How do you keep someone smiling while they wait for their food?

That was the small question behind Bocado, and it quietly became the big one.
Not “how to design another delivery app”, but “how to make the wait feel less like waiting”.

Deliveries aren’t instantaneous.
They are moments of expectation, time that users often spend refreshing screens or feeling unsure if their order is on track.

Bocado was conceived as a concept where that waiting time itself becomes part of the experience.

Services:

• Concept design
• Mobile experience
• Interaction exploration

Industry:

• Food Delivery
• Mobile Apps
• Engagement Design

The team:

• Concept lead
• UX/UI design (me)

Year:

2024

What is Bocado

The idea behind Bocado started with a simple insight:
People don’t just want their food delivered. They want something good during the time before it arrives.

Existing delivery platforms present a map and a timer.
Bocado imagined that while you’re waiting, you might rather play with your food — literally — or earn points — not because you have to, but because it feels fun.

If the wait was long, engagement becomes part of the service, not a distraction from it.

Project overview

This wasn’t a client brief. It was a design exploration with real intention.

The concept asked: what if the app did more than track a route? What if it respected time and attention and offered something that made the wait feel shorter, more pleasant, and more rewarding?

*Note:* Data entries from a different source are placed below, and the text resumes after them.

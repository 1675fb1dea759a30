//! Provider for the Yahoo v8 chart API.
//!
//! One GET per request; the response carries the quote columns and the
//! symbol metadata in a single payload, so [`provider::YahooChartProvider`]
//! returns both at once.

pub mod provider;
pub mod response;

pub use provider::YahooChartProvider;
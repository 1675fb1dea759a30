pub mod bar;
pub mod interval;
pub mod request;
pub mod symbol_info;
//! Per-calendar-year annualized returns.
//!
//! The series is partitioned by the calendar year (UTC) of each bar's
//! timestamp; since the series is ordered, each partition is a contiguous
//! run. Years with fewer than [`MIN_BARS_PER_YEAR`] bars are omitted from
//! the output.

use chrono::Datelike;
use indexmap::IndexMap;
use market_data::PriceSeries;

/// Years with fewer bars than this are not meaningful and are skipped.
pub const MIN_BARS_PER_YEAR: usize = 30;

/// A partition at least this many bars long is treated as a complete
/// year; annualizing it geometrically would only amplify compounding
/// error near the boundary.
const FULL_YEAR_BARS: usize = 360;

const DAYS_PER_YEAR: f64 = 365.0;

/// Calendar year → annualized percentage return, in chronological order.
#[derive(Debug, Clone, Default, PartialEq)]
pub struct AnnualReturnTable {
    returns: IndexMap<i32, f64>,
}

impl AnnualReturnTable {
    /// The annualized percentage return for `year`, if it qualified.
    pub fn get(&self, year: i32) -> Option<f64> {
        self.returns.get(&year).copied()
    }

    /// (year, percent return) pairs in chronological insertion order.
    pub fn iter(&self) -> impl Iterator<Item = (i32, f64)> + '_ {
        self.returns.iter().map(|(&year, &value)| (year, value))
    }

    pub fn len(&self) -> usize {
        self.returns.len()
    }

    pub fn is_empty(&self) -> bool {
        self.returns.is_empty()
    }
}

/// Builds the annual return table for a daily-sampled series.
///
/// Within a year partition, `start` is the first close and `end` the last
/// (the series is already sorted ascending). A partition of `n` bars with
/// `total = end / start` reports `total − 1` when `n ≥ 360`, otherwise the
/// geometric annualization `total^(365/n) − 1`, both as percentages.
pub fn annual_returns(series: &PriceSeries) -> AnnualReturnTable {
    let bars = series.bars();
    let mut returns = IndexMap::new();

    let mut start = 0;
    while start < bars.len() {
        let year = bars[start].timestamp.year();
        let mut end = start;
        while end < bars.len() && bars[end].timestamp.year() == year {
            end += 1;
        }
        let partition = &bars[start..end];
        start = end;

        if partition.len() < MIN_BARS_PER_YEAR {
            continue;
        }

        let n = partition.len();
        let total_return = partition[n - 1].close / partition[0].close;
        let annualized = if n >= FULL_YEAR_BARS {
            total_return - 1.0
        } else {
            total_return.powf(DAYS_PER_YEAR / n as f64) - 1.0
        };
        returns.insert(year, annualized * 100.0);
    }

    AnnualReturnTable { returns }
}

#[cfg(test)]
mod tests {
    use super::*;
    use chrono::{TimeZone, Utc};
    use market_data::{Bar, Interval};

    /// `count` daily bars starting January 1 of `year`, with closes taken
    /// from the iterator in order.
    fn year_bars(year: i32, count: usize, mut close_at: impl FnMut(usize) -> f64) -> Vec<Bar> {
        let first = Utc.with_ymd_and_hms(year, 1, 1, 0, 0, 0).unwrap();
        (0..count)
            .map(|idx| {
                let close = close_at(idx);
                Bar {
                    timestamp: first + chrono::Duration::days(idx as i64),
                    open: close,
                    high: close,
                    low: close,
                    close,
                    volume: 1,
                }
            })
            .collect()
    }

    #[test]
    fn empty_series_yields_empty_table() {
        let table = annual_returns(&PriceSeries::empty("TEST", Interval::Day));
        assert!(table.is_empty());
    }

    #[test]
    fn years_with_fewer_than_30_bars_are_skipped() {
        let mut bars = year_bars(2020, 29, |_| 100.0);
        bars.extend(year_bars(2021, 40, |idx| 100.0 + idx as f64));
        let table = annual_returns(&PriceSeries::new("TEST", Interval::Day, bars));

        assert!(table.get(2020).is_none());
        assert!(table.get(2021).is_some());
        assert_eq!(table.len(), 1);
    }

    #[test]
    fn complete_year_reports_simple_return() {
        // 365 bars from 100 to 200: n >= 360, so no annualization.
        let bars = year_bars(2020, 365, |idx| 100.0 + 100.0 * idx as f64 / 364.0);
        let table = annual_returns(&PriceSeries::new("TEST", Interval::Day, bars));

        let value = table.get(2020).unwrap();
        assert!((value - 100.0).abs() < 1e-9);
    }

    #[test]
    fn partial_year_is_annualized_geometrically() {
        // 100 bars doubling from 100 to 200: (2.0)^(365/100) - 1.
        let bars = year_bars(2021, 100, |idx| 100.0 + 100.0 * idx as f64 / 99.0);
        let table = annual_returns(&PriceSeries::new("TEST", Interval::Day, bars));

        let expected = (2.0f64.powf(365.0 / 100.0) - 1.0) * 100.0;
        let value = table.get(2021).unwrap();
        assert!((value - expected).abs() < 1e-9);
    }

    #[test]
    fn years_appear_in_chronological_order() {
        let mut bars = year_bars(2019, 365, |_| 100.0);
        bars.extend(year_bars(2020, 366, |_| 100.0));
        bars.extend(year_bars(2021, 365, |_| 100.0));
        let table = annual_returns(&PriceSeries::new("TEST", Interval::Day, bars));

        let years: Vec<i32> = table.iter().map(|(year, _)| year).collect();
        assert_eq!(years, vec![2019, 2020, 2021]);
    }

    #[test]
    fn flat_year_reports_zero_return() {
        let bars = year_bars(2020, 365, |_| 50.0);
        let table = annual_returns(&PriceSeries::new("TEST", Interval::Day, bars));
        assert!(table.get(2020).unwrap().abs() < 1e-12);
    }

    #[test]
    fn losing_year_reports_negative_return() {
        let bars = year_bars(2020, 365, |idx| 100.0 - 50.0 * idx as f64 / 364.0);
        let table = annual_returns(&PriceSeries::new("TEST", Interval::Day, bars));
        let value = table.get(2020).unwrap();
        assert!((value + 50.0).abs() < 1e-9);
    }
}
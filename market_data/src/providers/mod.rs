//! Provider abstraction for market data sources.
//!
//! This module defines the [`DataProvider`] trait, a unified interface for
//! fetching a symbol's price history from any market data vendor. Each
//! concrete implementation (such as the Yahoo chart provider) handles
//! vendor-specific request construction, response decoding, and validation.
//!
//! The trait is designed for async usage and supports dynamic dispatch
//! (`dyn DataProvider`) so callers can select a provider at runtime and
//! tests can substitute mocks.

pub mod yahoo_chart;

use async_trait::async_trait;
use thiserror::Error;

use crate::models::{
    bar::PriceSeries, interval::ParamError, request::HistoryRequest, symbol_info::SymbolInfo,
};

/// The result of one successful history fetch: the series plus the
/// auxiliary symbol metadata the same response carries.
///
/// An empty `series` is a valid outcome (unknown symbol, no sessions in
/// range); callers treat it and a fetch error uniformly as "no usable
/// data".
#[derive(Debug, Clone, PartialEq)]
pub struct FetchedHistory {
    pub series: PriceSeries,
    pub info: SymbolInfo,
}

/// Errors that can occur during the creation of a provider instance.
#[derive(Debug, Error)]
pub enum ProviderInitError {
    /// Failed to build the HTTP client.
    #[error("failed to build HTTP client: {0}")]
    ClientBuild(#[from] reqwest::Error),
}

/// Errors that can occur within a `DataProvider` implementation.
#[derive(Debug, Error)]
pub enum ProviderError {
    /// An error during an API request (e.g., network failure, timeout,
    /// undecodable body).
    #[error("API request failed: {0}")]
    Request(#[from] reqwest::Error),

    /// The provider's API returned a specific error message (e.g., unknown
    /// symbol, rejected range).
    #[error("API error: {0}")]
    Api(String),

    /// The request parameters were invalid for this provider.
    #[error("invalid request parameters: {0}")]
    Validation(#[from] ParamError),
}

/// Trait for fetching a symbol's price history from a market data vendor.
#[async_trait]
pub trait DataProvider {
    /// Fetches the history described by `request`.
    ///
    /// Implementations validate the request before any network call and
    /// return an empty series (not an error) when the provider simply has
    /// no rows for the symbol/range.
    async fn fetch_history(&self, request: &HistoryRequest)
    -> Result<FetchedHistory, ProviderError>;
}
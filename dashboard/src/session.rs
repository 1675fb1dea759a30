//! Typed per-run context: the current selection and the data loaded for
//! it.
//!
//! The selection is the (symbol, interval, period) triple every view reads.
//! Loaded series are tied to the selection that produced them; changing any
//! part of the selection clears them so no view can render data for a stale
//! symbol or range.

use market_data::{HistoryRequest, Interval, Period, PriceSeries, SymbolInfo};

#[derive(Debug, Clone)]
pub struct Session {
    symbol: String,
    interval: Interval,
    period: Period,
    relative: Option<PriceSeries>,
    daily_max: Option<PriceSeries>,
    info: Option<SymbolInfo>,
}

impl Session {
    /// Starts a session with the given selection.
    ///
    /// A period that is not valid for the interval falls back to the
    /// interval's default, mirroring how the selection widget resets.
    pub fn new(symbol: impl Into<String>, interval: Interval, period: Period) -> Self {
        let period = if interval.validate_period(period).is_ok() {
            period
        } else {
            interval.default_period()
        };
        Self {
            symbol: symbol.into().trim().to_ascii_uppercase(),
            interval,
            period,
            relative: None,
            daily_max: None,
            info: None,
        }
    }

    pub fn symbol(&self) -> &str {
        &self.symbol
    }

    pub fn interval(&self) -> Interval {
        self.interval
    }

    pub fn period(&self) -> Period {
        self.period
    }

    /// Replaces the selection, clearing loaded data if anything changed.
    pub fn set_selection(&mut self, symbol: impl Into<String>, interval: Interval, period: Period) {
        let next = Session::new(symbol, interval, period);
        let changed = next.symbol != self.symbol
            || next.interval != self.interval
            || next.period != self.period;
        self.symbol = next.symbol;
        self.interval = next.interval;
        self.period = next.period;
        if changed {
            self.relative = None;
            self.daily_max = None;
            self.info = None;
        }
    }

    /// The fetch request for the selection's own range.
    pub fn relative_request(&self) -> HistoryRequest {
        HistoryRequest::new(self.symbol.clone(), self.period, self.interval)
    }

    /// The fetch request for the symbol's full daily history, which the
    /// annual-performance and volatility views need regardless of the
    /// selected range.
    pub fn daily_max_request(&self) -> HistoryRequest {
        HistoryRequest::new(self.symbol.clone(), Period::Max, Interval::Day)
    }

    pub fn relative(&self) -> Option<&PriceSeries> {
        self.relative.as_ref()
    }

    pub fn daily_max(&self) -> Option<&PriceSeries> {
        self.daily_max.as_ref()
    }

    pub fn info(&self) -> Option<&SymbolInfo> {
        self.info.as_ref()
    }

    pub fn store_relative(&mut self, series: PriceSeries) {
        self.relative = Some(series);
    }

    pub fn store_daily_max(&mut self, series: PriceSeries) {
        self.daily_max = Some(series);
    }

    pub fn store_info(&mut self, info: SymbolInfo) {
        self.info = Some(info);
    }
}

Instead of philosophizing about loyalty programs or badges, the idea grounded itself in the everyday: a small game, subtle interactions, and mechanics that feel natural in a delivery context.

The result wasn’t a finished product, but a sequence of screens and flows that treat waiting as part of the experience rather than an interruption of it.

Scope of work

The work focused on mobile interactions and engagement logic.

Screens were designed so that:

  • the delivery process still feels clear,

  • the core actions (browse, order, track) remain frictionless,

  • the “waiting moment” becomes an optional path for playful interaction or earning points,

  • visuals and motion keep a light tone without feeling childish or distracting.

Prototypes were laid out in Figma with enough structure to imagine real use, but open enough to evolve if this concept had become a live product.

Final result

What came out of it wasn’t a polished app you’d publish tomorrow.

It was a family of screens and ideas that show how an app could treat waiting as a moment of value.

People often judge a service by its gaps — not its features.
In delivery, the biggest gap is time spent waiting.

In testing the concept internally and in small design reviews, the idea resonated because it didn’t just add a game. It respected that there is real user attention in those minutes before arrival — and treated it like something worth designing for.

Bocado became less about food delivery, and more about the experience around food, inviting people to stay engaged rather than glance and close the app.

Key takeaways

Not all design work ends in a launched product.
Some of it ends in an understanding — a slight shift in how you see user behavior.

Bocado reminded me that waiting is part of the customer journey too, and that attention during downtime can be shaped with intention.

If you think of every idle moment as blank real estate, you’ll start seeing opportunities — not obstacles.